# Want to have bees but...



## farmmaid (Jan 13, 2003)

Hubby and I are retiring this year and building our retirement home. We now raise all our meat, own eggs, 50 tree orchard and veggies. We want to research bees and beekeeping this winter and have a local beekeeper help get us started. My questions are: We are taking our goats, fowl and 2 horses with us, how far from their housing and pasture should the hives be placed? Where in relation to a pond should the hives be placed?...Joan


----------



## Oregonsparkie (Sep 3, 2003)

I would put them atleast 100 yards away if possible... if not then put them as far as you can... just remember to keep the bees away from the any walking path of people... If needed then put a small fence so the bees have to go over overhead to get where they are going..


----------



## justgojumpit (May 5, 2003)

your orchard and veggies will be thanking you and the bees, you'll be thanking them and the bees, and your bees will be thanking you for the nectar... sounds good to me!!


----------



## Billy Bob131 (May 11, 2004)

For some unknown reason honey bees do not like the smell of horses or goats, and have been known to attack these animals if they wander too close to the hives. You should keep the goats and or horses away from the bee hives. I would think as long as you can keep the animals at least 50ft away from the hives their should not be a problem. Once the bees have flown out to forage they will show little interest in the horses or goats.
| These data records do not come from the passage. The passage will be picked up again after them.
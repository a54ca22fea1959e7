//! In-process fan-out of decoded webhook events.
//!
//! Consumers call [`SubscriptionRegistry::subscribe`] for the kinds they care
//! about; the ingest path calls [`SubscriptionRegistry::dispatch`] once per
//! decoded event. Each subscription buffers a single event and newer events
//! are dropped while it is full, so a slow consumer never stalls ingestion.

pub mod dispatch;
pub mod registry;
pub mod subscription;

pub use dispatch::DispatchOutcome;
pub use registry::{SINK_CAPACITY, SubscriptionRegistry, Unsubscribe};
pub use subscription::{SharedPayload, Subscription, SubscriptionId};
//! Registry of live subscriptions, keyed by event kind.

use std::collections::HashMap;
use std::sync::{Arc, Weak};

use dashmap::DashMap;
use tokio::sync::mpsc;

use super::subscription::{SharedPayload, Subscription, SubscriptionId};
use crate::models::EventKind;

/// Pending events a subscriber may hold before new ones are dropped.
pub const SINK_CAPACITY: usize = 1;

pub(super) type Sink = mpsc::Sender<SharedPayload>;

#[derive(Default)]
pub(super) struct RegistryInner {
    /// Each kind's entry is locked for the duration of a mutation or a
    /// dispatch snapshot, never while sending.
    pub(super) sinks: DashMap<EventKind, HashMap<SubscriptionId, Sink>>,
}

impl RegistryInner {
    pub(super) fn remove(&self, kind: EventKind, id: SubscriptionId) -> bool {
        match self.sinks.get_mut(&kind) {
            Some(mut set) => set.remove(&id).is_some(),
            None => false,
        }
    }

    pub(super) fn snapshot(&self, kind: EventKind) -> Vec<(SubscriptionId, Sink)> {
        self.sinks
            .get(&kind)
            .map(|set| set.iter().map(|(id, sink)| (*id, sink.clone())).collect())
            .unwrap_or_default()
    }
}

/// Maps each [`EventKind`] to the subscribers currently interested in it.
///
/// Cloning is cheap and every clone refers to the same registry. Create one
/// per process (or per test) and hand it to whatever needs it.
#[derive(Clone, Default)]
pub struct SubscriptionRegistry {
    pub(super) inner: Arc<RegistryInner>,
}

impl SubscriptionRegistry {
    pub fn new() -> Self {
        Self::default()
    }

    /// Registers interest in `kind`.
    ///
    /// Returns the receiving end and a handle that removes the subscription.
    pub fn subscribe(&self, kind: EventKind) -> (Subscription, Unsubscribe) {
        let id = SubscriptionId::new();
        let (tx, rx) = mpsc::channel(SINK_CAPACITY);

        {
            let mut set = self.inner.sinks.entry(kind).or_default();
            // Receivers dropped without unsubscribing
            set.retain(|_, sink| !sink.is_closed());
            set.insert(id, tx);
        }
        tracing::debug!("Subscription {} registered for {}", id, kind);

        let unsubscribe = Unsubscribe {
            registry: Arc::downgrade(&self.inner),
            kind,
            id,
        };
        (Subscription::new(id, kind, rx), unsubscribe)
    }

    /// Removes a subscription. Returns `false` if it was already gone.
    pub fn unsubscribe(&self, kind: EventKind, id: SubscriptionId) -> bool {
        let removed = self.inner.remove(kind, id);
        if removed {
            tracing::debug!("Subscription {} removed from {}", id, kind);
        }
        removed
    }

    /// Number of live subscriptions for `kind`.
    ///
    /// Subscriptions whose receiver was dropped are not counted, even before
    /// a dispatch prunes them.
    pub fn subscriber_count(&self, kind: EventKind) -> usize {
        self.inner
            .sinks
            .get(&kind)
            .map(|set| set.values().filter(|sink| !sink.is_closed()).count())
            .unwrap_or(0)
    }

    /// Subscriber counts for every kind, in [`EventKind::ALL`] order.
    pub fn stats(&self) -> Vec<(EventKind, usize)> {
        EventKind::ALL
            .into_iter()
            .map(|kind| (kind, self.subscriber_count(kind)))
            .collect()
    }

    /// Total live subscriptions across all kinds.
    pub fn total(&self) -> usize {
        self.stats().iter().map(|(_, count)| count).sum()
    }
}

/// Removes one subscription from its registry.
///
/// Idempotent, and a no-op once the registry itself is gone.
#[derive(Debug, Clone)]
pub struct Unsubscribe {
    registry: Weak<RegistryInner>,
    kind: EventKind,
    id: SubscriptionId,
}

impl Unsubscribe {
    pub fn id(&self) -> SubscriptionId {
        self.id
    }

    /// Returns `true` only for the call that actually removed the subscription.
    pub fn unsubscribe(&self) -> bool {
        match self.registry.upgrade() {
            Some(inner) => {
                let removed = inner.remove(self.kind, self.id);
                if removed {
                    tracing::debug!("Subscription {} removed from {}", self.id, self.kind);
                }
                removed
            }
            None => false,
        }
    }
}
//! CLI command implementations.

pub mod send;
pub mod server;
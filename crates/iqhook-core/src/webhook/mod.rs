//! Webhook classification, verification and parsing.

pub mod classifier;
pub mod parser;
pub mod samples;
pub mod verifier;

pub use classifier::*;
pub use parser::*;
pub use verifier::*;
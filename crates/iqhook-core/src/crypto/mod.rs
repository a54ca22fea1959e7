//! Cryptographic utilities for webhook signature verification.

use hmac::{Hmac, Mac};
use sha1::Sha1;
use subtle::ConstantTimeEq;

type HmacSha1 = Hmac<Sha1>;

/// Maximum webhook payload size (10MB).
pub const MAX_WEBHOOK_SIZE: usize = 10 * 1024 * 1024;

/// Computes HMAC-SHA1 of data with the given key and returns as hex string.
pub fn hmac_sha1_hex(key: &[u8], data: &[u8]) -> String {
    let mut mac = <HmacSha1 as Mac>::new_from_slice(key).expect("HMAC can take key of any size");
    mac.update(data);
    let result = mac.finalize();
    hex::encode(result.into_bytes())
}

/// Verifies a Nexus IQ webhook signature using constant-time comparison.
///
/// IQ sends the hex HMAC-SHA1 digest of the raw body, keyed with the secret
/// configured on the webhook, in `X-Nexus-Webhook-Signature`.
pub fn verify_iq_signature(secret: &str, signature: &str, body: &[u8]) -> bool {
    let provided = signature.trim().to_ascii_lowercase();
    let computed = hmac_sha1_hex(secret.as_bytes(), body);

    constant_time_eq(provided.as_bytes(), computed.as_bytes())
}

/// Constant-time equality comparison.
fn constant_time_eq(a: &[u8], b: &[u8]) -> bool {
    if a.len() != b.len() {
        return false;
    }
    a.ct_eq(b).into()
}

#[cfg(test)]
mod tests {
    use super::*;

    #[test]
    fn test_hmac_sha1_known_vector() {
        // RFC 2202 test case 2
        assert_eq!(
            hmac_sha1_hex(b"Jefe", b"what do ya want for nothing?"),
            "effcdf6ae5eb2fa2d27416d5f184df9c259a7c79"
        );
    }

    #[test]
    fn test_iq_signature_verification() {
        let secret = "test-secret";
        let body = b"{\"initiator\":\"admin\"}";
        let signature = hmac_sha1_hex(secret.as_bytes(), body);

        assert!(verify_iq_signature(secret, &signature, body));
        assert!(verify_iq_signature(secret, &signature.to_uppercase(), body));
        assert!(!verify_iq_signature(secret, "invalid", body));
        assert!(!verify_iq_signature("wrong-secret", &signature, body));
        assert!(!verify_iq_signature(secret, &signature, b"tampered"));
    }
}
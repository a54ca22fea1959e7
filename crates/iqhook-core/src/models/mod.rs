//! Domain models for Nexus IQ webhook events.

pub mod event;
pub mod payload;

pub use event::*;
pub use payload::*;
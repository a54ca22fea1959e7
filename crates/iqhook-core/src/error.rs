//! Error types for the iqhook core library.

use thiserror::Error;

use crate::models::EventKind;

/// Core error type for webhook ingestion and the IQ client capability.
#[derive(Error, Debug)]
pub enum IqError {
    #[error("Request is not a Nexus IQ webhook")]
    NotAWebhook,

    #[error("Unsupported webhook kind: {0}")]
    UnsupportedKind(String),

    #[error("Failed to read request body: {0}")]
    BodyRead(String),

    #[error("Invalid {kind} payload: {source}")]
    Decode {
        kind: EventKind,
        #[source]
        source: serde_json::Error,
    },

    #[error("Untrusted webhook user agent: {0}")]
    UntrustedUserAgent(String),

    #[error("Webhook signature verification failed")]
    SignatureMismatch,

    #[error("JSON error: {0}")]
    Json(#[from] serde_json::Error),

    #[error("HTTP error: {0}")]
    Http(#[from] reqwest::Error),

    #[error("Invalid URL: {0}")]
    InvalidUrl(String),

    #[error("Configuration error: {0}")]
    Configuration(String),
}

impl IqError {
    /// Returns the event kind the failing request was recognized as, if any.
    pub fn kind(&self) -> Option<EventKind> {
        match self {
            IqError::Decode { kind, .. } => Some(*kind),
            _ => None,
        }
    }
}

/// Result type alias for iqhook operations.
pub type Result<T> = std::result::Result<T, IqError>;
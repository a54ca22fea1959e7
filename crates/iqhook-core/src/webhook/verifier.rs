//! Webhook signature verification.

use crate::crypto::verify_iq_signature;

/// Verifier for `X-Nexus-Webhook-Signature` values.
pub struct SignatureVerifier<'a> {
    secret: &'a str,
}

impl<'a> SignatureVerifier<'a> {
    /// Creates a new verifier with the webhook secret key.
    pub fn new(secret: &'a str) -> Self {
        Self { secret }
    }

    /// Verifies a signature against the raw request body.
    ///
    /// A missing header never verifies.
    pub fn verify(&self, signature: Option<&str>, body: &[u8]) -> bool {
        match signature {
            Some(signature) => verify_iq_signature(self.secret, signature, body),
            None => false,
        }
    }
}

#[cfg(test)]
mod tests {
    use super::*;
    use crate::crypto::hmac_sha1_hex;

    #[test]
    fn test_signature_verifier() {
        let secret = "test-secret";
        let body = b"test payload";
        let signature = hmac_sha1_hex(secret.as_bytes(), body);

        let verifier = SignatureVerifier::new(secret);
        assert!(verifier.verify(Some(&signature), body));
        assert!(!verifier.verify(Some("0000"), body));
        assert!(!verifier.verify(None, body));
    }
}
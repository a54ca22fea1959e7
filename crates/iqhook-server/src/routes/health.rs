//! Liveness and version endpoints.

use axum::{Json, response::IntoResponse};
use serde::Serialize;

#[derive(Serialize)]
struct HealthResponse {
    status: &'static str,
}

#[derive(Serialize)]
struct VersionResponse {
    version: &'static str,
    name: &'static str,
}

/// GET /api/health
pub async fn health_check() -> impl IntoResponse {
    Json(HealthResponse { status: "ok" })
}

/// GET /api/version
pub async fn version() -> impl IntoResponse {
    Json(VersionResponse {
        version: iqhook_core::VERSION,
        name: "iqhookd",
    })
}
//! Subscriber-side handles.

use std::sync::Arc;

use tokio::sync::mpsc;
use ulid::Ulid;

use crate::models::{EventKind, EventPayload};

/// A payload shared by every subscriber it was delivered to.
pub type SharedPayload = Arc<EventPayload>;

/// Unique identifier for a subscription.
#[derive(Debug, Clone, Copy, PartialEq, Eq, Hash, PartialOrd, Ord)]
pub struct SubscriptionId(pub Ulid);

impl SubscriptionId {
    /// Creates a new random subscription ID.
    pub fn new() -> Self {
        Self(Ulid::new())
    }
}

impl Default for SubscriptionId {
    fn default() -> Self {
        Self::new()
    }
}

impl std::fmt::Display for SubscriptionId {
    fn fmt(&self, f: &mut std::fmt::Formatter<'_>) -> std::fmt::Result {
        write!(f, "{}", self.0)
    }
}

/// Receiving end of a subscription.
///
/// Holds at most one undelivered event. Once the subscription is removed from
/// its registry and the buffered event (if any) is read, `recv` yields `None`.
#[derive(Debug)]
pub struct Subscription {
    id: SubscriptionId,
    kind: EventKind,
    rx: mpsc::Receiver<SharedPayload>,
}

impl Subscription {
    pub(crate) fn new(id: SubscriptionId, kind: EventKind, rx: mpsc::Receiver<SharedPayload>) -> Self {
        Self { id, kind, rx }
    }

    pub fn id(&self) -> SubscriptionId {
        self.id
    }

    pub fn kind(&self) -> EventKind {
        self.kind
    }

    /// Waits for the next event.
    pub async fn recv(&mut self) -> Option<SharedPayload> {
        self.rx.recv().await
    }

    /// Takes the buffered event without waiting.
    pub fn try_recv(&mut self) -> Option<SharedPayload> {
        self.rx.try_recv().ok()
    }
}
//! TAP version 13 reporter

use crate::format::{word_wrap, yaml_like};
use crate::Output;
use colored::{ColoredString, Colorize};
use std::cell::Cell;
use std::io::Write;
use testup_core::{CaseRef, Reporter, SuiteRef, UnitRef};

/// Continuation prefix for wrapped lines
const WRAP_INDENT: &str = "  ";

/// Writes a TAP 13 stream.
///
/// Test points are numbered across the whole run. A failed case is followed
/// by a YAML diagnostic block; a case skipped by its modifiers is emitted
/// with a `# SKIP` directive so the plan still adds up.
pub struct TapReporter {
    out: Output,
    line_length: usize,
    color: bool,
    counter: Cell<usize>,
}

impl TapReporter {
    pub fn new(out: impl Write + 'static) -> Self {
        Self {
            out: Output::new(out),
            line_length: 80,
            color: true,
            counter: Cell::new(0),
        }
    }

    /// Report to standard output.
    pub fn stdout() -> Self {
        Self::new(std::io::stdout())
    }

    pub fn with_line_length(mut self, line_length: usize) -> Self {
        self.line_length = line_length;
        self
    }

    pub fn with_color(mut self, color: bool) -> Self {
        self.color = color;
        self
    }

    fn paint(&self, text: &str, style: fn(&str) -> ColoredString) -> String {
        if self.color {
            style(text).to_string()
        } else {
            text.to_string()
        }
    }

    fn bail_out(&self, headline: &str, error: &anyhow::Error) {
        self.out.line(&format!("Bail out! {headline}"));
        for line in format!("{error:#}").lines() {
            self.out.line(&format!("# {line}"));
        }
    }
}

impl Reporter for TapReporter {
    fn start_suite(&self, suite: SuiteRef<'_>) {
        if !suite.is_root() {
            return;
        }
        let total = suite.total();
        self.out.line("TAP version 13");
        self.out.line(&format!("{}..{}", total.min(1), total));
    }

    fn end_suite(&self, suite: SuiteRef<'_>) {
        if !suite.is_root() {
            return;
        }
        let total = suite.total();
        let rate = if total == 0 {
            0.0
        } else {
            suite.passed() as f64 / total as f64
        };

        self.out.line("");
        self.out
            .line(&format!("# test: {}", self.paint(&total.to_string(), |s| s.bold())));
        self.out.line(&format!(
            "# pass: {}",
            self.paint(&suite.passed().to_string(), |s| s.bold())
        ));
        self.out.line(&format!(
            "# fail: {}",
            self.paint(&suite.failed().to_string(), |s| s.bold())
        ));
        if suite.pending() > 0 {
            self.out.line(&format!(
                "# skip: {}",
                self.paint(&suite.pending().to_string(), |s| s.bold())
            ));
        }
        self.out.line(&format!(
            "# rate: {}%",
            self.paint(&format!("{:.2}", rate * 100.0), |s| s.bold())
        ));
    }

    fn start_case(&self, _case: CaseRef<'_>) {}

    fn end_case(&self, case: CaseRef<'_>) {
        let number = self.counter.get() + 1;
        self.counter.set(number);

        let label = if case.label().is_empty() {
            "case"
        } else {
            case.label()
        };
        let path = case.path();
        if !path.is_empty() {
            let comment = word_wrap(
                &format!("# {}", path.join(" :: ")),
                self.line_length,
                WRAP_INDENT,
            );
            self.out.line(&self.paint(&comment, |s| s.dimmed()));
        }

        let (status, directive) = match (case.is_completed(), case.error()) {
            (false, _) => ("ok", " # SKIP not run"),
            (true, None) => ("ok", ""),
            (true, Some(_)) => ("not ok", ""),
        };
        let point = word_wrap(
            &format!("{status} {number} - {label}{directive}"),
            self.line_length,
            WRAP_INDENT,
        );
        let painted = match case.error() {
            Some(_) => self.paint(status, |s| s.red().bold()),
            None => self.paint(status, |s| s.green().bold()),
        };
        self.out.line(&format!("{painted}{}", &point[status.len()..]));

        if let Some(failure) = case.error() {
            let block = yaml_like(
                &[
                    ("message", failure.to_string()),
                    ("kind", failure.kind().to_string()),
                ],
                WRAP_INDENT,
            );
            self.out.line(&format!("{WRAP_INDENT}---"));
            self.out.line(&block);
            self.out.line(&format!("{WRAP_INDENT}..."));
        }
    }

    fn report_broken_unit(&self, unit: UnitRef<'_>, error: &anyhow::Error) {
        let label = if unit.label().is_empty() {
            unit.type_name()
        } else {
            unit.label()
        };
        self.out.line("");
        self.bail_out(
            &format!("Unit error: {label} at {}", unit.path().join(" / ")),
            error,
        );
    }

    fn report_broken_script(&self, error: &anyhow::Error) {
        self.bail_out("Script failure", error);
    }

    fn report_error(&self, error: &anyhow::Error) {
        self.bail_out("Unexpected error", error);
    }
}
You can place the bees closer to your house but as said before you want to keep the main flight paths away from any areas that are traveled by people or animals. You can make a fence just for your little bee yard. This will keep kids, dogs, goats, and horses away from the bees.

The bees will go to the closest water source. They will look for areas around the lake that are in the direct sun light and draw their water from there. If you have a pool or water troth that is closer than the lake the bees may go there for their water.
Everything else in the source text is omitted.